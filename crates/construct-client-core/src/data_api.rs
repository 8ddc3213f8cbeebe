//! Where the view controllers get their records from

use construct_shared::{
    errors::FetchError,
    images::{ImageDetail, ImageId, ImageSummary},
    payments::{PaymentDetail, PaymentId, PaymentInitiated, PaymentSummary},
    req_args::api::{InitiatePaymentReqArgs, UploadImageReqArgs},
    token::AuthToken,
};
use futures::channel::oneshot;

use crate::{Client, UiCallBack};

pub type FetchReceiver<T> = oneshot::Receiver<Result<T, FetchError>>;

/// Source of payment and image records
///
/// Each call resolves exactly once through the returned receiver and then
/// calls `ui_notify`. Lookups by id answer `None` when the record does not
/// exist.
pub trait DataApi: Clone + Send + 'static {
    fn list_payments<F: UiCallBack>(
        &self,
        token: &AuthToken,
        ui_notify: F,
    ) -> FetchReceiver<Vec<PaymentSummary>>;

    fn get_payment<F: UiCallBack>(
        &self,
        token: &AuthToken,
        id: PaymentId,
        ui_notify: F,
    ) -> FetchReceiver<Option<PaymentDetail>>;

    fn initiate_payment<F: UiCallBack>(
        &self,
        token: &AuthToken,
        args: &InitiatePaymentReqArgs,
        ui_notify: F,
    ) -> FetchReceiver<PaymentInitiated>;

    fn list_images<F: UiCallBack>(
        &self,
        token: &AuthToken,
        ui_notify: F,
    ) -> FetchReceiver<Vec<ImageSummary>>;

    fn get_image<F: UiCallBack>(
        &self,
        token: &AuthToken,
        id: ImageId,
        ui_notify: F,
    ) -> FetchReceiver<Option<ImageDetail>>;

    fn upload_image<F: UiCallBack>(
        &self,
        token: &AuthToken,
        args: UploadImageReqArgs,
        ui_notify: F,
    ) -> FetchReceiver<ImageDetail>;
}

impl DataApi for Client {
    fn list_payments<F: UiCallBack>(
        &self,
        token: &AuthToken,
        ui_notify: F,
    ) -> FetchReceiver<Vec<PaymentSummary>> {
        self.get_list_payments(token, ui_notify)
    }

    fn get_payment<F: UiCallBack>(
        &self,
        token: &AuthToken,
        id: PaymentId,
        ui_notify: F,
    ) -> FetchReceiver<Option<PaymentDetail>> {
        self.get_payment_detail(token, id, ui_notify)
    }

    fn initiate_payment<F: UiCallBack>(
        &self,
        token: &AuthToken,
        args: &InitiatePaymentReqArgs,
        ui_notify: F,
    ) -> FetchReceiver<PaymentInitiated> {
        self.create_payment(token, args, ui_notify)
    }

    fn list_images<F: UiCallBack>(
        &self,
        token: &AuthToken,
        ui_notify: F,
    ) -> FetchReceiver<Vec<ImageSummary>> {
        self.get_list_images(token, ui_notify)
    }

    fn get_image<F: UiCallBack>(
        &self,
        token: &AuthToken,
        id: ImageId,
        ui_notify: F,
    ) -> FetchReceiver<Option<ImageDetail>> {
        self.get_image_detail(token, id, ui_notify)
    }

    fn upload_image<F: UiCallBack>(
        &self,
        token: &AuthToken,
        args: UploadImageReqArgs,
        ui_notify: F,
    ) -> FetchReceiver<ImageDetail> {
        self.create_image(token, args, ui_notify)
    }
}
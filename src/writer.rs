use std::io::Cursor;

use anyhow::{Context, Result};
use docx_rs::{
    read_docx, AlignmentType, BreakType, Paragraph, Run, Table, TableCell, TableRow, WidthType,
};

use crate::questions::CanonicalQuestion;

// Column and indent sizes in twips (1 inch = 1440).
const QUESTION_COL_WIDTH: usize = 7920; // 5.5"
const MARKS_COL_WIDTH: usize = 1440; // 1"
const OPTION_INDENT: i32 = 720; // 0.5"

/// Marks label appended to every question. A fixed constant, not derived
/// from input; the input schema carries no marks field.
const MARKS_LABEL: &str = "[5]";

/// Appends a "Questions" section to the template and returns the mutated
/// document as bytes.
///
/// The template bytes are loaded into a fresh document model on every call;
/// nothing is cached across calls and the input slice is left untouched.
/// Any failure aborts the whole call, so no partial document ever escapes.
pub fn append_questions(template: &[u8], questions: &[CanonicalQuestion]) -> Result<Vec<u8>> {
    let mut docx =
        read_docx(template).context("template is not a readable .docx package")?;

    // Separator between template content and the generated section.
    docx = docx.add_paragraph(
        Paragraph::new().add_run(Run::new().add_break(BreakType::TextWrapping)),
    );
    docx = docx.add_paragraph(
        Paragraph::new()
            .style("Heading1")
            .add_run(Run::new().add_text("Questions")),
    );

    for (idx, question) in questions.iter().enumerate() {
        let number = idx + 1;

        let mut question_cell = TableCell::new()
            .width(QUESTION_COL_WIDTH, WidthType::Dxa)
            .add_paragraph(
                Paragraph::new()
                    .add_run(Run::new().add_text(format!("{}. ", number)).bold())
                    .add_run(Run::new().add_text(question.text.as_str())),
            );
        for (opt_idx, option) in question.options.iter().enumerate() {
            question_cell = question_cell.add_paragraph(
                Paragraph::new()
                    .indent(Some(OPTION_INDENT), None, None, None)
                    .add_run(Run::new().add_text(format!("{}. {}", opt_idx + 1, option))),
            );
        }

        let marks_cell = TableCell::new()
            .width(MARKS_COL_WIDTH, WidthType::Dxa)
            .add_paragraph(
                Paragraph::new()
                    .align(AlignmentType::Right)
                    .add_run(Run::new().add_text(MARKS_LABEL).bold()),
            );

        let table = Table::new(vec![TableRow::new(vec![question_cell, marks_cell])])
            .set_grid(vec![QUESTION_COL_WIDTH, MARKS_COL_WIDTH]);
        docx = docx.add_table(table);

        // Visual spacing before the next question's table.
        docx = docx.add_paragraph(Paragraph::new());
    }

    let mut buf = Cursor::new(Vec::new());
    docx.build()
        .pack(&mut buf)
        .context("failed to package generated document")?;
    Ok(buf.into_inner())
}
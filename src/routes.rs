use std::sync::Arc;

use axum::body::Bytes;
use axum::extract::{Multipart, State};
use axum::http::{header, HeaderMap, HeaderValue};
use axum::routing::{get, post};
use axum::{Json, Router};
use serde::Serialize;
use serde_json::Value;
use tracing::info;

use crate::error::ApiError;
use crate::questions::normalize;
use crate::server::AppState;
use crate::writer::append_questions;

const DOCX_MIME: &str =
    "application/vnd.openxmlformats-officedocument.wordprocessingml.document";
const ATTACHMENT: &str = "attachment; filename=question_paper.docx";

type AppStateArc = Arc<AppState>;

pub fn health_routes() -> Router<AppStateArc> {
    Router::new().route("/health", get(health_check))
}

pub fn generate_routes() -> Router<AppStateArc> {
    Router::new().route("/generate-document", post(generate_document))
}

#[derive(Debug, Serialize)]
struct HealthResponse {
    status: String,
}

async fn health_check() -> Json<HealthResponse> {
    Json(HealthResponse {
        status: "healthy".to_string(),
    })
}

/// Accepts a multipart form with a `template` file and a `questions` JSON
/// string, and streams back the augmented document.
///
/// Validation order follows the wire contract: template presence, filename,
/// extension, questions presence, JSON syntax, question structure.
async fn generate_document(
    State(state): State<AppStateArc>,
    mut multipart: Multipart,
) -> Result<(HeaderMap, Vec<u8>), ApiError> {
    let mut template: Option<(String, Bytes)> = None;
    let mut questions_json: Option<String> = None;

    while let Some(field) = multipart.next_field().await? {
        let name = field.name().unwrap_or_default().to_string();
        match name.as_str() {
            // A part without a filename is a plain form value, not a file.
            "template" => {
                if let Some(filename) = field.file_name().map(str::to_string) {
                    let data = field.bytes().await?;
                    template = Some((filename, data));
                }
            }
            "questions" => questions_json = Some(field.text().await?),
            _ => {}
        }
    }

    let (filename, template_bytes) = template.ok_or(ApiError::MissingTemplate)?;
    if filename.is_empty() {
        return Err(ApiError::NoSelectedFile);
    }
    if !state.config.is_allowed(&filename) {
        return Err(ApiError::InvalidFileType);
    }

    let questions_json = questions_json
        .filter(|raw| !raw.is_empty())
        .ok_or(ApiError::MissingQuestions)?;
    let raw: Value = serde_json::from_str(&questions_json).map_err(|_| ApiError::InvalidJson)?;
    let questions = normalize(&raw)?;

    let generated = append_questions(&template_bytes, &questions)?;
    info!(
        "generated question paper: {} questions, template {} bytes -> {} bytes",
        questions.len(),
        template_bytes.len(),
        generated.len()
    );

    let mut headers = HeaderMap::new();
    headers.insert(header::CONTENT_TYPE, HeaderValue::from_static(DOCX_MIME));
    headers.insert(
        header::CONTENT_DISPOSITION,
        HeaderValue::from_static(ATTACHMENT),
    );
    Ok((headers, generated))
}
pub mod config;
pub mod error;
pub mod questions;
pub mod routes;
pub mod server;
pub mod writer;

pub use config::Config;
pub use questions::{normalize, CanonicalQuestion};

_ _ _

**Try it:** Every line of the listing that holds the word "CanonicalQuestion" is to be found and copied.

**Answer to this problem:**
use crate::questions::CanonicalQuestion;
pub fn append_questions(template: &[u8], questions: &[CanonicalQuestion]) -> Result<Vec<u8>> {
pub use questions::{normalize, CanonicalQuestion};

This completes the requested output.